上下文并行简介#

作者: Xilun Wu, Chien-Chin Huang

注意

在 GitHub 上查看和编辑本教程。

您将学到什么

先决条件

PyTorch 2.7 或更高版本

简介#

上下文并行是一种用于大型语言模型训练的方法，通过将长输入序列分片到多个设备上来减少峰值激活大小。它打破了 Transformer 块中存储激活的峰值内存使用量对输入序列长度的限制。

Ring Attention 是一种新颖的 Attention 层并行实现，对于高性能的上下文并行至关重要。Ring Attention 会混洗 KV 片段并计算部分注意力分数，重复此过程直到每个设备都使用了所有 KV 片段。已实现了两种 Ring Attention 变体：基于 all-gather 的 pass-KV 和基于 all-to-all 的 pass-KV

基于 all-gather 的 pass-KV 算法用于 Llama3 训练，该算法首先对 key 和 value 张量执行 all-gather，然后计算局部 query 张量块的注意力输出。我们修改后的基于 all-gather 的 pass-KV 算法同时执行 KV 片段的 all-gather，并使用局部的 key 和 value 张量块计算局部 query 张量块的注意力输出，最后计算局部 query 张量和剩余 KV 片段的注意力输出。这允许注意力计算和 all-gather 集合操作之间存在一定程度的重叠。例如，在 Llama3 训练中，我们还将 freq_cis 沿着序列维度进行分片。
基于 all-to-all 的方法使用交错的 all-to-all 集合操作来环式混洗 KV 片段，以重叠 SDPA (Scaled Dot Product Attention) 计算和下一个 SDPA 所需的 all-to-all 通信。

上下文并行 API 包含两个部分

context_parallel() 允许用户创建一个 Python 上下文，在该上下文中，SDPA 函数（torch.nn.functional.scaled_dot_product_attention）将被自动替换为 Ring Attention。要沿着某个维度分片张量，只需将张量及其分片维度分别传递给参数 buffers 和 buffer_seq_dims。我们建议用户将沿序列维度计算的张量添加到 buffers 中，并沿着该维度对其进行分片。以 Llama3 训练为例，如果 buffers 中缺少 freq_cis，将导致旋转嵌入计算错误。
set_rotate_method() 允许用户在基于 all-gather 的 pass-KV 方法和基于 all-to-all 的 pass-KV 方法之间进行选择。

设置#

使用 torch.distributed.tensor.experimental.context_parallel()，用户可以轻松地对张量输入进行分片并并行化 SDPA 函数的执行。为了更好地演示此 API 的用法，我们将从一个简单的执行 SDPA 的代码片段开始，然后使用该 API 对其进行并行化。

import torch
import torch.nn.functional as F

from torch.nn.attention import sdpa_kernel, SDPBackend


def sdpa_example():
    assert torch.cuda.is_available()
    torch.cuda.set_device("cuda:0")
    torch.cuda.manual_seed(0)

    batch = 8
    nheads = 8
    qkv_len = 8192
    dim = 32
    backend = SDPBackend.FLASH_ATTENTION
    dtype = (
        torch.bfloat16
        if backend == SDPBackend.FLASH_ATTENTION
        or backend == SDPBackend.CUDNN_ATTENTION
        else torch.float32
    )

    qkv = [
        torch.rand(
            (batch, nheads, qkv_len, dim),
            dtype=dtype,
            requires_grad=True,
            device='cuda',
        )
        for _ in range(3)
    ]
    # specify the SDPBackend to use
    with sdpa_kernel(backend):
        out = F.scaled_dot_product_attention(*qkv, is_causal=True)
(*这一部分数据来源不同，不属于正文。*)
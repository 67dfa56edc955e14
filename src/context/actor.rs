// ABOUTME: The Actor type - who is making the request.
// ABOUTME: Either anonymous or an identified user with staff/superuser flags.

use serde::{Deserialize, Serialize};

/// Identity details for an authenticated user.
#[derive(Debug, Clone, Copy, PartialEq, Eq, Serialize, Deserialize)]
pub struct UserInfo {
    /// Stable numeric id of the user.
    pub id: u64,

    /// Whether the user holds the staff flag.
    pub staff: bool,

    /// Whether the user holds the superuser flag.
    pub superuser: bool,
}

/// The requesting party, as established by the host's authentication layer.
#[derive(Debug, Clone, Copy, PartialEq, Eq, Serialize, Deserialize)]
#[serde(tag = "kind", rename_all = "snake_case")]
pub enum Actor {
    /// No authenticated identity.
    Anonymous,
    /// An authenticated user.
    User(UserInfo),
}

impl Actor {
    /// Create an anonymous actor.
    pub fn anonymous() -> Self {
        Self::Anonymous
    }

    /// Create a plain authenticated user.
    pub fn user(id: u64) -> Self {
        Self::User(UserInfo {
            id,
            staff: false,
            superuser: false,
        })
    }

    /// Create a staff user.
    pub fn staff(id: u64) -> Self {
        Self::User(UserInfo {
            id,
            staff: true,
            superuser: false,
        })
    }

    /// Create a superuser. Superusers carry the staff flag as well.
    pub fn superuser(id: u64) -> Self {
        Self::User(UserInfo {
            id,
            staff: true,
            superuser: true,
        })
    }

    /// Whether the actor is an authenticated user.
    pub fn is_authenticated(&self) -> bool {
        matches!(self, Self::User(_))
    }

    /// Whether the actor holds the staff flag. Anonymous actors never do.
    pub fn is_staff(&self) -> bool {
        matches!(self, Self::User(info) if info.staff)
    }

    /// Whether the actor holds the superuser flag. Anonymous actors never do.
    pub fn is_superuser(&self) -> bool {
        matches!(self, Self::User(info) if info.superuser)
    }

    /// The actor's id, if authenticated.
    pub fn id(&self) -> Option<u64> {
        match self {
            Self::Anonymous => None,
            Self::User(info) => Some(info.id),
        }
    }
}

impl Default for Actor {
    fn default() -> Self {
        Self::Anonymous
    }
}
if __name__ == "__main__":
    sdpa_example()

启用上下文并行#

现在，让我们首先将其改编为一个分布式程序，其中每个进程（rank）都具有相同的张量输入。然后，我们将应用上下文并行 API 对输入进行分片，并将计算分发到各个进程。
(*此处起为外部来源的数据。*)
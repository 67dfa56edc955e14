// ABOUTME: Prelude module - convenient imports for common use cases.
// ABOUTME: Use `use turnstile::prelude::*;` to get started quickly.

pub use crate::condition::{
    AlwaysDeny, AlwaysGrant, Collection, Cond, Condition, ConditionRegistry, ConditionSpec,
    Create, Destroy, IsAuthenticated, IsStaff, IsSuperuser, List, MethodIs, ObjectOnly, Outcome,
    ReadOnly, Retrieve, RouteOwner, Update, all_of, any_of,
};
pub use crate::context::{Actor, Method, RequestContext, Route, UserInfo};
pub use crate::error::{ContextError, GateError, SpecError, TurnstileError};
pub use crate::gate::{
    AuditRecord, AuditSink, CheckPhase, Gate, GateBuilder, NoopAudit, TracingAudit,
};
// ABOUTME: HTTP method enum with the safe-method set used by read checks.
// ABOUTME: Parses case-insensitively, displays uppercase, serializes as strings.

use std::fmt;
use std::str::FromStr;

use serde::{Deserialize, Serialize};

use crate::error::ContextError;

/// An HTTP request method.
#[derive(Debug, Clone, Copy, PartialEq, Eq, Hash, Serialize, Deserialize)]
#[serde(rename_all = "UPPERCASE")]
pub enum Method {
    Get,
    Head,
    Options,
    Post,
    Put,
    Patch,
    Delete,
    Trace,
    Connect,
}

impl Method {
    /// Whether this method is safe (never modifies state): GET, HEAD, OPTIONS.
    pub fn is_safe(self) -> bool {
        matches!(self, Self::Get | Self::Head | Self::Options)
    }

    /// The uppercase wire name of the method.
    pub fn as_str(self) -> &'static str {
        match self {
            Self::Get => "GET",
            Self::Head => "HEAD",
            Self::Options => "OPTIONS",
            Self::Post => "POST",
            Self::Put => "PUT",
            Self::Patch => "PATCH",
            Self::Delete => "DELETE",
            Self::Trace => "TRACE",
            Self::Connect => "CONNECT",
        }
    }
}

impl fmt::Display for Method {
    fn fmt(&self, f: &mut fmt::Formatter<'_>) -> fmt::Result {
        f.write_str(self.as_str())
    }
}

impl FromStr for Method {
    type Err = ContextError;

    fn from_str(s: &str) -> Result<Self, Self::Err> {
        match s.to_ascii_uppercase().as_str() {
            "GET" => Ok(Self::Get),
            "HEAD" => Ok(Self::Head),
            "OPTIONS" => Ok(Self::Options),
            "POST" => Ok(Self::Post),
            "PUT" => Ok(Self::Put),
            "PATCH" => Ok(Self::Patch),
            "DELETE" => Ok(Self::Delete),
            "TRACE" => Ok(Self::Trace),
            "CONNECT" => Ok(Self::Connect),
            _ => Err(ContextError::UnknownMethod(s.to_string())),
        }
    }
}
# file: cp_sdpa_example.py
import os

import torch
import torch.distributed as dist
import torch.nn.functional as F
from torch.distributed.device_mesh import init_device_mesh
from torch.distributed.tensor.experimental import context_parallel
from torch.distributed.tensor.experimental._attention import context_parallel_unshard
from torch.nn.attention import sdpa_kernel, SDPBackend


def context_parallel_sdpa_example(world_size: int, rank: int):
    assert torch.cuda.is_available()
    assert dist.is_nccl_available()
    torch.cuda.set_device(f"cuda:{rank}")
    torch.cuda.manual_seed(0)

    dist.init_process_group(
        backend="nccl",
        init_method="env://",
        world_size=world_size,
        rank=rank,
    )
    device_mesh = init_device_mesh(
        device_type="cuda", mesh_shape=(world_size,), mesh_dim_names=("cp",)
    )

    batch = 8
    nheads = 8
    qkv_len = 64
    dim = 32
    backend = SDPBackend.FLASH_ATTENTION
    dtype = (
        torch.bfloat16
        if backend == SDPBackend.FLASH_ATTENTION
        or backend == SDPBackend.CUDNN_ATTENTION
        else torch.float32
    )

    qkv = [
        torch.rand(
            (batch, nheads, qkv_len, dim),
            dtype=dtype,
            requires_grad=True,
            device='cuda',
        )
        for _ in range(3)
    ]
    # specify the SDPBackend to use
    with sdpa_kernel(backend):
        out = F.scaled_dot_product_attention(*qkv, is_causal=True)

    # make a clean copy of QKV for output comparison
    cp_qkv = [t.detach().clone() for t in qkv]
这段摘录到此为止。